--- Records Enclosed Below ---
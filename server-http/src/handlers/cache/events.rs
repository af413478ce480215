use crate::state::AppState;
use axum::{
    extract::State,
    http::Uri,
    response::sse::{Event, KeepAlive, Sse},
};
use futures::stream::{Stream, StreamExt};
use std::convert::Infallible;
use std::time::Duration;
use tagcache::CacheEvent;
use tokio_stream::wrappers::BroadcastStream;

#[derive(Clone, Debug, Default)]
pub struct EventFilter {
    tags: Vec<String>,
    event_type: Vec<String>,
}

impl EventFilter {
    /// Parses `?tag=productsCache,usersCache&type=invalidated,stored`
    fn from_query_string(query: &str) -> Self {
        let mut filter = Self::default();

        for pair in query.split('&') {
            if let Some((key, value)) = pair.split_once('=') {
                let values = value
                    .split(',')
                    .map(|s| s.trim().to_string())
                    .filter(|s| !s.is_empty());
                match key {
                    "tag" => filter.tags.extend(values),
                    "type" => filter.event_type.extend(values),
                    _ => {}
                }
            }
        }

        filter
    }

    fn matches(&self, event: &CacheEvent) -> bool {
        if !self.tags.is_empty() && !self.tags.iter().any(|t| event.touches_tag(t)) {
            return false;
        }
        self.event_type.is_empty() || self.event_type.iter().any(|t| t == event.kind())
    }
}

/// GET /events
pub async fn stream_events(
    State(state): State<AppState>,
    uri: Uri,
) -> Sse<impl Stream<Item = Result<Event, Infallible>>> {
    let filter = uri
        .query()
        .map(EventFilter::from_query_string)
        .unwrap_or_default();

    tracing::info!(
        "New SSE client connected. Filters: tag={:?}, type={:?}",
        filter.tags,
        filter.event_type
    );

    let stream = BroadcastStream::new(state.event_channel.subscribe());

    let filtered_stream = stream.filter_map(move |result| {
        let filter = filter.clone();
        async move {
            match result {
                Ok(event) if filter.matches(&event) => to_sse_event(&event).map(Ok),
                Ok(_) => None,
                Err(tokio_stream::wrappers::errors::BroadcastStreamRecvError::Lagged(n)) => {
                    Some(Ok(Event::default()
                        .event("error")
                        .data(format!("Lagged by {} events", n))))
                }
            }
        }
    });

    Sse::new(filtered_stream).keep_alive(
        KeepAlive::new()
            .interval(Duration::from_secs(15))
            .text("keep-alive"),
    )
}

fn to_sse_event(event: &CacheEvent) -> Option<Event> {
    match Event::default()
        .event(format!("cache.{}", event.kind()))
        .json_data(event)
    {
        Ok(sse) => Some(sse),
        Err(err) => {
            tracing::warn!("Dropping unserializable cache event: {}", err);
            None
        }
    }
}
--- End of Enclosed Records ---
→ **Task goal**: Only lines holding the word "AppState" are wanted here; copy each from the listing.

→ **Solution for this exercise**:
use crate::state::AppState;
    State(state): State<AppState>,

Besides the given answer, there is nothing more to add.